Did you fix it or did you stop using Godot… What happens?
No, haven’t found a solution yet, in fact it’s getting worse. I continue to try, but at the same time am porting my game to Unity to hedge my bets.
pgregory | 2018-09-09 08:23
It very well may not help you if you have to stay in v2, but this was supposed to be mitigated in the master branch. Would be interesting to see if you have the same issue. I guess you could even try recreating your prototype in the 3.1 alpha. Check out the bottom of the first link that Zylann posted for info.
2D||!2D | 2018-09-09 21:10
I’ve download the “stutter” project and tried it in 3.1 beta - same problem. It stutters with v-sync on and stutters differently with v-sync off. I’m having a similar problem with a 2D pixel based game when moving the camera, that’s how I ended up here.
René Ruppert | 2019-01-08 17:17
I’ve had the same problem which annoyed me to no end, since I really loved the transition from GameMaker to Godot. Unfortunately, GM used to have butter-smooth animation, and Godot just felt jaggy even for toy examples.
I’m still on the lookout for what the actual root cause of the problem is, and I came across this very interesting article: https://email@example.com/the-elusive-frame-timing-168f899aec92
It seems like this could at its core be a problem of synchronization between CPU and GPU and it’s not Godot-specific but in fact a common, hard-to pin down problem faced by GPU-based engine developers.

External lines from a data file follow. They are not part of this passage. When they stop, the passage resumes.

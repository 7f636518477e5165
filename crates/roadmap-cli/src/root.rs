use roadmap_core::paths::ROADMAP_DIR;
use std::path::{Path, PathBuf};

/// Resolve the project root directory.
///
/// Priority:
/// 1. `--root` flag / `ROADMAP_ROOT` env var (passed in as `explicit`)
/// 2. Walk upward from `cwd` looking for `.roadmap/`
/// 3. Walk upward from `cwd` looking for `.git/`
/// 4. Fall back to `cwd`
pub fn resolve_root(explicit: Option<&Path>) -> PathBuf {
    if let Some(p) = explicit {
        return p.to_path_buf();
    }
    let cwd = std::env::current_dir().unwrap_or_else(|_| PathBuf::from("."));
    resolve_from(&cwd)
}

fn resolve_from(start: &Path) -> PathBuf {
    find_upward(start, ROADMAP_DIR)
        .or_else(|| find_upward(start, ".git"))
        .unwrap_or_else(|| start.to_path_buf())
}

fn find_upward(start: &Path, marker: &str) -> Option<PathBuf> {
    start
        .ancestors()
        .find(|dir| dir.join(marker).is_dir())
        .map(Path::to_path_buf)
}

#[cfg(test)]
mod tests {
    use super::*;
    use tempfile::TempDir;

    #[test]
    fn explicit_root_wins() {
        let dir = TempDir::new().unwrap();
        let result = resolve_root(Some(dir.path()));
        assert_eq!(result, dir.path());
    }

    #[test]
    fn finds_roadmap_dir_above_start() {
        let dir = TempDir::new().unwrap();
        std::fs::create_dir_all(dir.path().join(".roadmap")).unwrap();
        let subdir = dir.path().join("src/deep");
        std::fs::create_dir_all(&subdir).unwrap();
        assert_eq!(resolve_from(&subdir), dir.path());
    }

    #[test]
    fn roadmap_dir_beats_git_dir() {
        let dir = TempDir::new().unwrap();
        std::fs::create_dir_all(dir.path().join(".git")).unwrap();
        let project = dir.path().join("project");
        std::fs::create_dir_all(project.join(".roadmap")).unwrap();
        let subdir = project.join("docs");
        std::fs::create_dir_all(&subdir).unwrap();
        assert_eq!(resolve_from(&subdir), project);
    }

    #[test]
    fn falls_back_to_git_dir() {
        let dir = TempDir::new().unwrap();
        std::fs::create_dir_all(dir.path().join(".git")).unwrap();
        let subdir = dir.path().join("a/b");
        std::fs::create_dir_all(&subdir).unwrap();
        assert_eq!(resolve_from(&subdir), dir.path());
    }
}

That being said, I have only started using Godot so I need more experience about how it may be possible to mitigate this problem. I launched your example project and it displays the same stutter that I was able to see in my own projects, so I feel you.
I’ve had some success with leaving VSync on and setting the VSync Via Compositor option to true. The article mentions that this can often be the cause of stuttering, and the setting prety much solved the problem in your demo for me.
It’s beautifully smooth now sitting at precisely 60 FPS.
Note however that the tooltip for the compositor setting says that it is experimental and can cause frame rate halving.
If you use Godot 3.2 or later, install, enable and configure lawnjelly’s smoothing-addon. This adds physics interpolation which should solve most jittering issues.